Referandumu kazanabilmek için her şeyi mûbah göreceğe benzerler.
Hayrola, ne oluyor?
Sanki 17’nci Türk Devleti’yle 16’ncı Türk Devleti mi? yarışıyor.
***
Hani çoğunluğun tahakkümü kötü bir şeydi?
Siz o “kötü şey” için mi yarışıyorsunuz?
Halbuki azınlık ne güzel.
Değer mi kavga etmeye?
***
Efendim çoğunluk başka, çoğulculuk başka.

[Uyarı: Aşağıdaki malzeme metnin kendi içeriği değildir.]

//! Health and metrics endpoints. The health check pings the database so a
//! degraded persistence layer is visible to load balancers.

use crate::state::AppState;
use actix_web::{web, HttpResponse};
use serde_json::json;
use std::process;

pub async fn health_check(state: web::Data<AppState>) -> HttpResponse {
    let metrics = state.get_metrics_snapshot();
    let config = state.get_config();
    let uptime_seconds = state.get_uptime_seconds();

    let database_ok = sqlx::query_scalar::<_, i64>("SELECT 1")
        .fetch_one(&state.pool)
        .await
        .is_ok();

    let status = if database_ok { "healthy" } else { "degraded" };

    HttpResponse::Ok().json(json!({
        "status": status,
        "timestamp": chrono::Utc::now().to_rfc3339(),
        "uptime_seconds": uptime_seconds,
        "service": {
            "name": "snacktrack-backend",
            "version": env!("CARGO_PKG_VERSION"),
            "host": config.server.host,
            "port": config.server.port
        },
        "database": {
            "reachable": database_ok
        },
        "services": {
            "speech": { "configured": !config.services.speech_endpoint.is_empty() },
            "analysis": { "configured": !config.services.analysis_endpoint.is_empty() }
        },
        "metrics": {
            "total_requests": metrics.request_count,
            "total_errors": metrics.error_count,
            "error_rate": if metrics.request_count > 0 {
                metrics.error_count as f64 / metrics.request_count as f64
            } else {
                0.0
            },
            "active_captures": metrics.active_captures
        },
        "memory": get_memory_info()
    }))
}

pub async fn detailed_metrics(state: web::Data<AppState>) -> HttpResponse {
    let metrics = state.get_metrics_snapshot();
    let uptime_seconds = state.get_uptime_seconds();

    let mut endpoint_stats = Vec::new();
    for (endpoint, metric) in metrics.endpoint_metrics.iter() {
        endpoint_stats.push(json!({
            "endpoint": endpoint,
            "request_count": metric.request_count,
            "error_count": metric.error_count,
            "error_rate": metric.error_rate(),
            "average_duration_ms": metric.average_duration_ms(),
            "total_duration_ms": metric.total_duration_ms
        }));
    }

    HttpResponse::Ok().json(json!({
        "timestamp": chrono::Utc::now().to_rfc3339(),
        "uptime_seconds": uptime_seconds,
        "overall": {
            "total_requests": metrics.request_count,
            "total_errors": metrics.error_count,
            "error_rate": if metrics.request_count > 0 {
                metrics.error_count as f64 / metrics.request_count as f64
            } else {
                0.0
            },
            "active_captures": metrics.active_captures,
            "requests_per_second": if uptime_seconds > 0 {
                metrics.request_count as f64 / uptime_seconds as f64
            } else {
                0.0
            }
        },
        "endpoints": endpoint_stats,
        "memory": get_memory_info()
    }))
}

fn get_memory_info() -> serde_json::Value {
    let pid = process::id();

    #[cfg(target_os = "linux")]
    {
        if let Ok(status) = std::fs::read_to_string(format!("/proc/{}/status", pid)) {
            let mut vm_rss = 0;
            let mut vm_size = 0;

            for line in status.lines() {
                if line.starts_with("VmRSS:") {
                    if let Some(kb_str) = line.split_whitespace().nth(1) {
                        vm_rss = kb_str.parse::<u64>().unwrap_or(0) * 1024;
                    }
                } else if line.starts_with("VmSize:") {
                    if let Some(kb_str) = line.split_whitespace().nth(1) {
                        vm_size = kb_str.parse::<u64>().unwrap_or(0) * 1024;
                    }
                }
            }

            return json!({
                "resident_memory_bytes": vm_rss,
                "virtual_memory_bytes": vm_size,
                "available": true
            });
        }
    }

    json!({
        "resident_memory_bytes": 0,
        "virtual_memory_bytes": 0,
        "available": false
    })
}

Anladık ama çoğulculuğun erdemi, çoğunluğun önemini yok edebilir mi? Söyleyin bakalım, kapı kapı gezip ya da meydanlara inip ne yapacaksınız?
- Oy isteyeceksiniz.
- Ne için?
- Çoğunluk için.
Hah şöyle.
Dürüst konuşun.
***
Şimdi bu millet, sizden bir dürüst söz daha bekliyor.
Çıkıp deyin ki:
- Sonucu saygıyla karşılayacağız.
Ve ekleyin:
- Bu vatan hepimizin.
- Her şey Türkiye için.
***
Böyle bir sözü, milletten esirgemezsiniz herhalde.
Size 60 gün müsaade.
Çıkın 60 gün dilediğiniz kampanyayı yapın, dilediğiniz taktiğe başvurun, hatta dilediğiniz yalanı söyleyin.